Collected data
····················

//! Write path: `put`, `delete`, and the internal `flush`.
//!
//! Every mutation is appended to the WAL before it touches the Memtable.
//! Once the Memtable's approximate size reaches the configured threshold it
//! is persisted to a new level-0 SST, the WAL is replaced, and the engine
//! may chain into a compaction if the SST list has grown past the trigger.
use anyhow::{ensure, Result};
use std::fs::OpenOptions;
use tracing::info;

use sstable::{SSTableReader, SSTableWriter};
use wal::WalWriter;

use crate::{State, MAX_VALUE_SIZE, TOMBSTONE};

impl State {
    /// Inserts a key-value pair.
    pub(crate) fn put(&mut self, key: Vec<u8>, value: Vec<u8>) -> Result<()> {
        ensure!(
            value.len() <= MAX_VALUE_SIZE,
            "value too large: {} bytes (max {})",
            value.len(),
            MAX_VALUE_SIZE
        );

        // Durability first: the write is not acknowledged until it is on
        // disk in the WAL.
        self.wal_writer.append(&key, &value)?;
        self.mem.put(key, value);

        if self.mem.size() >= self.memtable_size_threshold {
            self.flush()?;
        }

        Ok(())
    }

    /// Deletes a key by writing the tombstone sentinel.
    pub(crate) fn delete(&mut self, key: &[u8]) -> Result<()> {
        self.put(key.to_vec(), TOMBSTONE.to_vec())
    }

    /// Flushes the Memtable to a new level-0 SST, replaces the WAL, and
    /// chains into a compaction if the SST count has crossed the trigger.
    ///
    /// No-op if the Memtable is empty.
    pub(crate) fn flush(&mut self) -> Result<()> {
        if self.mem.is_empty() {
            return Ok(());
        }

        let sequence = self.next_sequence;
        let sst_path = self.sst_dir.join(format!("sst_{sequence}.sst"));
        let entries: Vec<(Vec<u8>, Vec<u8>)> = self
            .mem
            .iter()
            .map(|(k, v)| (k.to_vec(), v.to_vec()))
            .collect();
        let count = entries.len();

        SSTableWriter::create(&sst_path, 0, sequence, count, entries.into_iter())?;
        self.next_sequence += 1;

        // Only once the SST is durably on disk do we drop the WAL and the
        // Memtable it was backing.
        let _ = OpenOptions::new()
            .create(true)
            .write(true)
            .truncate(true)
            .open(&self.wal_path)?;
        self.wal_writer = WalWriter::create(&self.wal_path, self.wal_sync)?;
        self.mem.clear();

        let reader = SSTableReader::open(&sst_path)?;
        self.ssts.push(reader);

        info!(sequence, entries = count, "flushed memtable to sstable");

        if self.l0_compaction_trigger > 0 && self.ssts.len() > self.l0_compaction_trigger {
            self.run_compaction()?;
        }

        Ok(())
    }
}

····················

__Exercise prompt__: The reply should consist solely of the lines above from the one that has "if self.mem.size() >= self.memtable_size_threshold" through the one that has "pub(crate) fn flush(&mut", reproduced exactly.

__Reply__:
        if self.mem.size() >= self.memtable_size_threshold {
            self.flush()?;
        }

        Ok(())
    }

    /// Deletes a key by writing the tombstone sentinel.
    pub(crate) fn delete(&mut self, key: &[u8]) -> Result<()> {
        self.put(key.to_vec(), TOMBSTONE.to_vec())
    }

    /// Flushes the Memtable to a new level-0 SST, replaces the WAL, and
    /// chains into a compaction if the SST count has crossed the trigger.
    ///
    /// No-op if the Memtable is empty.
    pub(crate) fn flush(&mut self) -> Result<()> {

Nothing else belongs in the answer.